Studio album by Bad Boys Blue
- Released: 13 June 2008
- Genre: Eurodance, synthpop
- Length: 66:35
- Label: Spectre Media 1075727
- Producer: Johann Perrier & John McInerney

Bad Boys Blue chronology
| Around the World (2003) | Heart & Soul (2008) |  |

Singles from Heart & Soul
- "Still in Love" Released: 2008; "Queen of My Dreams" Released: 2009;

= Heart & Soul (Bad Boys Blue album) =

Heart & Soul is the fifteenth studio album by German band Bad Boys Blue. It was released on 13 June 2008 by Spectre Media. There were two single released for this record: "Still in Love" and "Queen of My Dreams".

==Background==
The second single "Queen of My Dreams" peaked at No. 17 on the German dance chart. John McInerney performed all the songs.
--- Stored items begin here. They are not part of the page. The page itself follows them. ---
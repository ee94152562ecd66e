//! Command-line arguments and coordinator construction

use std::path::PathBuf;
use std::sync::Arc;

use anyhow::{Context, Result};
use clap::{Parser, Subcommand};
use hitl_coordination::{
    EventBus, KeywordSentimentModel, ReviewCoordinator, RoutingConfig, TaskStore, VotingStrategy,
};

/// Command-line arguments
#[derive(Parser, Debug)]
#[command(author, version, about, long_about = None)]
pub struct Args {
    /// TOML file with routing configuration
    #[arg(long, global = true)]
    pub config: Option<PathBuf>,

    /// Auto-accept threshold (overrides HITL_CONFIDENCE_THRESHOLD)
    #[arg(long, global = true)]
    pub threshold: Option<f32>,

    /// Votes required before a task can resolve (overrides HITL_MIN_VOTES)
    #[arg(long, global = true)]
    pub min_votes: Option<usize>,

    /// Aggregation strategy: majority, weighted or unanimous
    #[arg(long, global = true)]
    pub strategy: Option<VotingStrategy>,

    #[command(subcommand)]
    pub command: Command,
}

#[derive(Subcommand, Debug, Clone, PartialEq)]
pub enum Command {
    /// Serve JSON requests from stdin, one per line
    Serve,
    /// Classify a single text and print the outcome
    Classify {
        /// Text to classify
        text: String,
    },
}

impl Args {
    /// Resolve configuration: file, then environment, then flags
    pub fn routing_config(&self) -> Result<RoutingConfig> {
        let mut config = RoutingConfig::load(self.config.as_deref())
            .context("Failed to load routing configuration")?;

        if let Some(threshold) = self.threshold {
            config.confidence_threshold = threshold;
        }
        if let Some(min_votes) = self.min_votes {
            config.min_votes = min_votes;
        }
        if let Some(strategy) = self.strategy {
            config.strategy = strategy;
        }

        config.validate()?;
        Ok(config)
    }
}

/// Build a coordinator with a fresh store and the keyword model
pub fn build_coordinator(config: RoutingConfig) -> Result<ReviewCoordinator> {
    let store = TaskStore::new().shared();
    let bus = EventBus::new().shared();

    ReviewCoordinator::new(store, Arc::new(KeywordSentimentModel::new()), bus, config)
        .context("Failed to create review coordinator")
}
Heart and Soul is largely devoted to Russia—two compositions are associated with this country: "Russia in My Eyes" and "Those Were the Days", which is a cover version of a classic Russian song with the same name.

==Track listing==
1. "Still in Love" – 3:12
2. "In His Heart, In His Soul" – 3:26
3. "Matador" – 3:00
4. "Queen of My Dreams" – 3:26
5. "I Don't Wanna Know" – 3:35
6. "Make My Dreams Come True" – 3:18
7. "You and I" – 3:17
8. "Tonight Is the Night" – 3:13
9. "Sometimes" – 3:45
10. "Show Me (The Way to Your Heart)" – 3:43
11. "Hold Me in the Night" – 3:12
12. "Pictures of You" – 3:15
13. "Russia in My Eyes" – 3:17
14. "Those Were the Days" – 4:17

- Bonus tracks
15. "Still in Love (Almighty-U4IC Exclusive Vox Remix)" – 7:27
16. "In His Heart, In His Soul (Extended Mix)" – 5:45
17. "Queen of My Dreams (Extended Mix)" – 5:30

==Personnel==
- Bad Boys Blue
- John McInerney – Lead vocal (all tracks)
- Carlos Ferreira

- Additional personnel
Executive producers of "Heart & Soul": Johann Perrier & John McInerney.
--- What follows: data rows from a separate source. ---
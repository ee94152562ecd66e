//! Vote aggregation for human review tasks
//!
//! An [`AggregationStrategy`] turns the votes cast so far into an optional
//! resolved label. Strategies are pure: they recompute from the full vote
//! list on every call and keep no state beyond their configuration.
//!
//! # Strategies
//!
//! - **MajorityVote**: strict plurality once `min_votes` is reached
//! - **WeightedVote**: strict plurality over per-label weights
//! - **UnanimousVote**: every vote must agree once `min_votes` is reached
//!
//! The coordinator only depends on the trait, so strategies are swapped at
//! construction time via [`VotingStrategy::build`].

pub mod voting;

use std::str::FromStr;

use serde::{Deserialize, Serialize};

use crate::config::{ConfigError, RoutingConfig};
use crate::state::Label;

pub use voting::{MajorityVote, UnanimousVote, WeightedVote};

/// Resolve a final label from reviewer votes
pub trait AggregationStrategy: Send + Sync {
    /// Returns `None` while the votes do not (yet) determine a winner
    fn aggregate(&self, votes: &[Label]) -> Option<Label>;

    /// Short name for logs
    fn name(&self) -> &'static str;
}

/// Named aggregation strategy, as selected in configuration
#[derive(Debug, Clone, Copy, PartialEq, Eq, Default, Serialize, Deserialize)]
#[serde(rename_all = "snake_case")]
pub enum VotingStrategy {
    /// Strict plurality of raw vote counts
    #[default]
    Majority,
    /// Strict plurality of per-label weights
    Weighted,
    /// All votes must agree
    Unanimous,
}

impl VotingStrategy {
    /// Construct the strategy described by `config`
    pub fn build(&self, config: &RoutingConfig) -> Box<dyn AggregationStrategy> {
        match self {
            VotingStrategy::Majority => Box::new(MajorityVote::new(config.min_votes)),
            VotingStrategy::Weighted => {
                Box::new(WeightedVote::new(config.min_votes, config.label_weights))
            }
            VotingStrategy::Unanimous => Box::new(UnanimousVote::new(config.min_votes)),
        }
    }
}

impl std::fmt::Display for VotingStrategy {
    fn fmt(&self, f: &mut std::fmt::Formatter<'_>) -> std::fmt::Result {
        match self {
            VotingStrategy::Majority => write!(f, "majority"),
            VotingStrategy::Weighted => write!(f, "weighted"),
            VotingStrategy::Unanimous => write!(f, "unanimous"),
        }
    }
}

impl FromStr for VotingStrategy {
    type Err = ConfigError;

    fn from_str(s: &str) -> Result<Self, Self::Err> {
        match s.trim().to_ascii_lowercase().as_str() {
            "majority" => Ok(VotingStrategy::Majority),
            "weighted" => Ok(VotingStrategy::Weighted),
            "unanimous" => Ok(VotingStrategy::Unanimous),
            other => Err(ConfigError::UnknownStrategy(other.to_string())),
        }
    }
}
Executive co-producer: Antoine Blanc.

Recorded between November 2006 and September 2007 by Johann Perrier/Antoine Blanc @ Modern Romantics Studios [Bougival, France] & by Paweł Marciniak @ Toya Sound Studios [Łódź, Poland].

Mixed between October and December 2007 by Johann Perrier @ Modern Romantics Studios [Bougival, France]. Mastered in January 2008 by Johann Perrier @ Modern Romantics Studios [Bougival, France].

All backing vocals performed by Carlos Ferriera/Sylvia McInerney/Edith Miracle & Antoine Blanc except track 13 performed by Antoine Blanc/Johann Perrier.

All keyboards, programming, bass & additional instruments performed by Johann Perrier/Antoine Blanc.

All guitars performed by Antoine Blanc/Clement Duval.

Accordion performed by Tonio Mattias.

All tracks published by Robinsong Music/Peer Music except track 14 published by Apple Records.